**Exercise directions:** Please copy each line of the listing that includes the string "PixelRect".
═══
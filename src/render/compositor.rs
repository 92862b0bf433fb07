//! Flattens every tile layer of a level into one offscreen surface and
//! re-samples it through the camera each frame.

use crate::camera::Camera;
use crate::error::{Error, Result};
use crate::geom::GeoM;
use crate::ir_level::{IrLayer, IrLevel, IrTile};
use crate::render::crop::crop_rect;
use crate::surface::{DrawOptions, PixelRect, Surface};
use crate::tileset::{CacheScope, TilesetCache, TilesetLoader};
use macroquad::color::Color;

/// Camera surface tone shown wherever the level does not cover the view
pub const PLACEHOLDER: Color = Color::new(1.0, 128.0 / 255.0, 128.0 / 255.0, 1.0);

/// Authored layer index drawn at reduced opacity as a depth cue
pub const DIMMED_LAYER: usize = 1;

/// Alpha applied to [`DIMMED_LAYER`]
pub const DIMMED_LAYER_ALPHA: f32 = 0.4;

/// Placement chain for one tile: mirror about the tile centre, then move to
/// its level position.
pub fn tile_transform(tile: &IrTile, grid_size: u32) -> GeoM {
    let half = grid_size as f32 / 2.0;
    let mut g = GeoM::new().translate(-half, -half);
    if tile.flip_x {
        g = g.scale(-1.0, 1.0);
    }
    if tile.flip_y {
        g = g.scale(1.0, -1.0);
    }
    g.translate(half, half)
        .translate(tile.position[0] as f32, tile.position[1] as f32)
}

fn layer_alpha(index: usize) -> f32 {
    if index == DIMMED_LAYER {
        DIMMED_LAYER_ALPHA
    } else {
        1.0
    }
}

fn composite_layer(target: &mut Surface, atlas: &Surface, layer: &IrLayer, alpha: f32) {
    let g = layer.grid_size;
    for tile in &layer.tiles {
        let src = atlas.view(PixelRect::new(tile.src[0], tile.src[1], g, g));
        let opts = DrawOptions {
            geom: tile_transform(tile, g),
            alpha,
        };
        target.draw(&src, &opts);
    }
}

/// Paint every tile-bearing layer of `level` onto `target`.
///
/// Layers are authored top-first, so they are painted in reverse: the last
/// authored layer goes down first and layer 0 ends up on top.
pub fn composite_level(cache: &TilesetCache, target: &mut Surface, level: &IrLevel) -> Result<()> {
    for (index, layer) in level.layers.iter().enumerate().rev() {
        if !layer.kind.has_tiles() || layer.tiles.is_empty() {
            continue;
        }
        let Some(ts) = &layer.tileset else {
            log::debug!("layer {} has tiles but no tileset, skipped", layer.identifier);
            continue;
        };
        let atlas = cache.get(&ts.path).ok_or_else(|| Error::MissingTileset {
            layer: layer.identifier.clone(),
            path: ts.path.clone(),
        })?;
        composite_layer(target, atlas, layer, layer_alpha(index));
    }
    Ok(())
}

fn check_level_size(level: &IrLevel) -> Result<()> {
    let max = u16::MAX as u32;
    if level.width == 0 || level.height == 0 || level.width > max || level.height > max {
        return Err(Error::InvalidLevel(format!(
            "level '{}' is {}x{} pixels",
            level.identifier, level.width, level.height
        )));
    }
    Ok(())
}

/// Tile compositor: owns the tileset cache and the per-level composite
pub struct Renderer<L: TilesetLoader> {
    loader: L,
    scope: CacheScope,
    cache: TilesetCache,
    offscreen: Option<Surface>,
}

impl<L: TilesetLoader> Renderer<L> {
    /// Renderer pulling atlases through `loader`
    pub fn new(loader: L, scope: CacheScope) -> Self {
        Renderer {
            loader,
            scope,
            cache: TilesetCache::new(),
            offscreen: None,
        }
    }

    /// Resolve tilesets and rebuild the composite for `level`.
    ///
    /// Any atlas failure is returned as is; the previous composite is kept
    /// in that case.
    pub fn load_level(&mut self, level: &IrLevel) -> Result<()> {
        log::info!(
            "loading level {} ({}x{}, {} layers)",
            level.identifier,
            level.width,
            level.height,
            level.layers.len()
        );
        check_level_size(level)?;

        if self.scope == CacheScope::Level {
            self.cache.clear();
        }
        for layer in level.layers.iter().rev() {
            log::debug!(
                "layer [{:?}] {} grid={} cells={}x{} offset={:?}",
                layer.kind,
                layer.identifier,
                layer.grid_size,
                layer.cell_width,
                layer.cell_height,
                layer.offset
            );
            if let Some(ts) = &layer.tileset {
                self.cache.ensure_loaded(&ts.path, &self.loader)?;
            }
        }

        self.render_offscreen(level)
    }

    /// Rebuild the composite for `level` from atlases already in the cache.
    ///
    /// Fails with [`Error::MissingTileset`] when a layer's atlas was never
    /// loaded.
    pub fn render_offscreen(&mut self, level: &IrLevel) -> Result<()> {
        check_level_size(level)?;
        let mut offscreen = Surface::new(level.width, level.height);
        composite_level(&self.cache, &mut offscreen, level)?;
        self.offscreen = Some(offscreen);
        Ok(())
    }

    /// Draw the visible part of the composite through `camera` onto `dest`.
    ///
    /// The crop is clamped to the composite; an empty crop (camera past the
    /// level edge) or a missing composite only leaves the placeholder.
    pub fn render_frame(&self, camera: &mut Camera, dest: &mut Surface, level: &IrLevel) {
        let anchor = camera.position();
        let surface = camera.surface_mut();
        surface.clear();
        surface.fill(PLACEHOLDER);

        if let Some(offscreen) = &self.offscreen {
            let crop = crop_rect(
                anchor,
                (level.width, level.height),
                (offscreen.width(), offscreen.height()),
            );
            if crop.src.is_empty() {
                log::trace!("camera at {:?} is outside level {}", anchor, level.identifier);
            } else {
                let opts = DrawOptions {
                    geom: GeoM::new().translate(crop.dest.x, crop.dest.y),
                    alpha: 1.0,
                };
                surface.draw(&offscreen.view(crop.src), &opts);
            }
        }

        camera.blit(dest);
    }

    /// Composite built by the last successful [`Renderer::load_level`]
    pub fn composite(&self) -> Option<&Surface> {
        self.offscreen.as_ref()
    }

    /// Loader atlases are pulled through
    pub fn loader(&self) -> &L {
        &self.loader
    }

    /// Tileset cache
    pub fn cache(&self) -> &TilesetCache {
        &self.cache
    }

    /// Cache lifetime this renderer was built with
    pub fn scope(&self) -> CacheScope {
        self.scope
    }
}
═══
**Task solution:**
use crate::surface::{DrawOptions, PixelRect, Surface};
        let src = atlas.view(PixelRect::new(tile.src[0], tile.src[1], g, g));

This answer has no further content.